PROBLEM TO WORK ON> Report each line below that carries the word "ApiResult".

[Stored data]
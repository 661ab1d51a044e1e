//! REST boundary for the challenge tracker.
//!
//! ## Endpoints
//!
//! ### Completions
//! - POST /challenge-completions - Submit a completion (pending)
//! - GET /challenge-completions/:completion_id - Get one completion
//! - POST /challenge-completions/:completion_id/approve - Approve and settle points
//! - DELETE /challenge-completions/:completion_id - Delete, reversing settled points
//! - GET /challenge-completions/group/:group_id - List a group's completions
//! - GET /challenge-completions/user/:user_id/group/:group_id - List one user's completions in a group
//!
//! ### Groups and catalog
//! - GET /challenges - Active catalog by category
//! - GET /groups/:group_id/challenges - The group's selected challenges
//! - POST /groups/:group_id/challenges - Replace the group's selection
//! - GET /groups/:group_id/challenges/:challenge_id/eligibility?user_id= - Completability check
//! - GET /groups/:group_id/leaderboard - Group standings

pub mod dto;
pub mod error;
pub mod routes;
pub mod state;

pub use dto::*;
pub use error::*;
pub use routes::create_router;
pub use state::*;
//! Completion ledger and settlement endpoints

use axum::{
    extract::{rejection::JsonRejection, Path, State},
    http::StatusCode,
    Json,
};

use crate::api::error::ApiResult;
use crate::api::state::AppState;
use crate::models::{
    ApproveCompletionPayload, ApprovedCompletion, CompletionRecord, CompletionView, DeletedCompletion,
    SubmitCompletionPayload, SubmittedCompletion,
};

/// Submit a completion; it starts out pending and moves no points
pub async fn submit_completion(
    State(state): State<AppState>,
    payload: Result<Json<SubmitCompletionPayload>, JsonRejection>,
) -> ApiResult<(StatusCode, Json<SubmittedCompletion>)> {
    let Json(payload) = payload?;
    let submitted = state.tracker.submit_completion(payload).await?;
    Ok((StatusCode::CREATED, Json(submitted)))
}

/// Get a completion by ID
pub async fn get_completion(
    State(state): State<AppState>,
    Path(completion_id): Path<String>,
) -> ApiResult<Json<CompletionRecord>> {
    let completion = state.tracker.get_completion(&completion_id).await?;
    Ok(Json(completion))
}

/// Approve a pending completion and settle its points
pub async fn approve_completion(
    State(state): State<AppState>,
    Path(completion_id): Path<String>,
    payload: Result<Json<ApproveCompletionPayload>, JsonRejection>,
) -> ApiResult<Json<ApprovedCompletion>> {
    let Json(payload) = payload?;
    let approved = state
        .tracker
        .approve_completion(&completion_id, payload)
        .await?;
    Ok(Json(approved))
}

pub async fn delete_completion(
    State(state): State<AppState>,
    Path(completion_id): Path<String>,
) -> ApiResult<Json<DeletedCompletion>> {
    let deleted = state.tracker.delete_completion(&completion_id).await?;
    Ok(Json(deleted))
}

pub async fn list_group_completions(
    State(state): State<AppState>,
    Path(group_id): Path<String>,
) -> ApiResult<Json<Vec<CompletionView>>> {
    let completions = state.tracker.list_group_completions(&group_id).await?;
    Ok(Json(completions))
}

pub async fn list_user_completions(
    State(state): State<AppState>,
    Path((user_id, group_id)): Path<(String, String)>,
) -> ApiResult<Json<Vec<CompletionView>>> {
    let completions = state
        .tracker
        .list_user_completions_in_group(&user_id, &group_id)
        .await?;
    Ok(Json(completions))
}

OUTPUT BELOW>
use crate::api::error::ApiResult;
) -> ApiResult<(StatusCode, Json<SubmittedCompletion>)> {
) -> ApiResult<Json<CompletionRecord>> {
) -> ApiResult<Json<ApprovedCompletion>> {
) -> ApiResult<Json<DeletedCompletion>> {
) -> ApiResult<Json<Vec<CompletionView>>> {
) -> ApiResult<Json<Vec<CompletionView>>> {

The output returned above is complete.